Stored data
//! Image helpers for the cascade detector.
//!
//! These wrappers expose the `cascade-core` integral tables and detection
//! entry points in terms of `image::GrayImage`, which is convenient for most
//! downstream consumers.

use cascade_core::{
    detect_with_mode, CascadeModel, DetectError, DetectParams, Detections, IntegralImage,
    ScanMode,
};
use image::{DynamicImage, GrayImage};

/// Build sum and squared-sum tables for an `image::GrayImage`.
#[inline]
pub fn integral_image(img: &GrayImage) -> IntegralImage {
    IntegralImage::from_gray(img.as_raw(), img.width() as usize, img.height() as usize)
}

/// Detect objects in an `image::GrayImage` with the reference evaluator.
#[inline]
pub fn detect_objects_image(
    img: &GrayImage,
    model: &CascadeModel,
    params: &DetectParams,
) -> Result<Detections, DetectError> {
    detect_objects_image_with_mode(img, model, params, ScanMode::Naive)
}

/// Detect objects in an `image::GrayImage` with an explicit evaluator.
pub fn detect_objects_image_with_mode(
    img: &GrayImage,
    model: &CascadeModel,
    params: &DetectParams,
    mode: ScanMode,
) -> Result<Detections, DetectError> {
    let ii = integral_image(img);
    detect_with_mode(&ii.as_sums(), model, params, mode)
}

/// Convert any decoded image to 8-bit luma, then detect.
pub fn detect_objects_dynamic(
    img: &DynamicImage,
    model: &CascadeModel,
    params: &DetectParams,
    mode: ScanMode,
) -> Result<Detections, DetectError> {
    let gray = img.to_luma8();
    detect_objects_image_with_mode(&gray, model, params, mode)
}
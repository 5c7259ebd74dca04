//! Detection entry points: scan, then group.
use crate::cluster::group_rectangles;
use crate::integral::IntegralSums;
use crate::model::CascadeModel;
use crate::precompute::scan_candidates_precomputed;
use crate::scan::scan_candidates;
use crate::{DetectError, DetectParams, WeightedRect};

#[cfg(feature = "serde")]
use serde::{Deserialize, Serialize};
#[cfg(feature = "tracing")]
use tracing::{debug, instrument};

/// Which cascade evaluator produces the raw candidates.
#[derive(Clone, Copy, Debug, Default, PartialEq, Eq)]
#[cfg_attr(feature = "serde", derive(Serialize, Deserialize))]
#[cfg_attr(feature = "serde", serde(rename_all = "lowercase"))]
pub enum ScanMode {
    /// Rescale feature geometry for every window.
    #[default]
    Naive,
    /// Resolve feature geometry into sum-table offsets once per scale.
    Precomputed,
}

/// Final detections of one call.
#[derive(Clone, Debug, Default, PartialEq)]
#[cfg_attr(feature = "serde", derive(Serialize, Deserialize))]
pub struct Detections {
    /// Grouped rectangles (raw candidates when grouping is disabled).
    pub rects: Vec<WeightedRect>,
    /// Windows that passed every stage, before grouping.
    pub raw_count: usize,
}

impl Detections {
    #[inline]
    pub fn count(&self) -> usize {
        self.rects.len()
    }

    #[inline]
    pub fn is_empty(&self) -> bool {
        self.rects.is_empty()
    }
}

/// Detect objects with the reference evaluator.
///
/// Scans every admissible scale, then groups the surviving windows with
/// threshold `max(min_neighbors, 1)`. With `min_neighbors == 0` the raw
/// candidates are returned as-is. Raw candidates lie inside the image; grouped
/// rectangles are rounded averages and are not clipped.
pub fn detect_objects(
    sums: &IntegralSums<'_>,
    model: &CascadeModel,
    params: &DetectParams,
) -> Result<Detections, DetectError> {
    detect_with_mode(sums, model, params, ScanMode::Naive)
}

/// Detect objects with the per-scale offset table. Results are identical to
/// [`detect_objects`].
pub fn detect_objects_precomputed(
    sums: &IntegralSums<'_>,
    model: &CascadeModel,
    params: &DetectParams,
) -> Result<Detections, DetectError> {
    detect_with_mode(sums, model, params, ScanMode::Precomputed)
}

#[cfg_attr(
    feature = "tracing",
    instrument(
        level = "info",
        skip(sums, model, params),
        fields(w = sums.width, h = sums.height, min_neighbors = params.min_neighbors)
    )
)]
pub fn detect_with_mode(
    sums: &IntegralSums<'_>,
    model: &CascadeModel,
    params: &DetectParams,
    mode: ScanMode,
) -> Result<Detections, DetectError> {
    let raw = match mode {
        ScanMode::Naive => scan_candidates(sums, model, params)?,
        ScanMode::Precomputed => scan_candidates_precomputed(sums, model, params)?,
    };
    let raw_count = raw.len();

    let rects = if params.min_neighbors == 0 {
        raw
    } else {
        group_rectangles(&raw, params.min_neighbors.max(1), params.group_eps)?
    };

    #[cfg(feature = "tracing")]
    debug!(raw = raw_count, grouped = rects.len(), "detection finished");

    Ok(Detections { rects, raw_count })
}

_WHAT YOU NEED TO DO_
Scan the entries above for the word "width", then copy every line in which it occurs.

_OUTPUT FOR THIS TASK_
    IntegralImage::from_gray(img.as_raw(), img.width() as usize, img.height() as usize)
        fields(w = sums.width, h = sums.height, min_neighbors = params.min_neighbors)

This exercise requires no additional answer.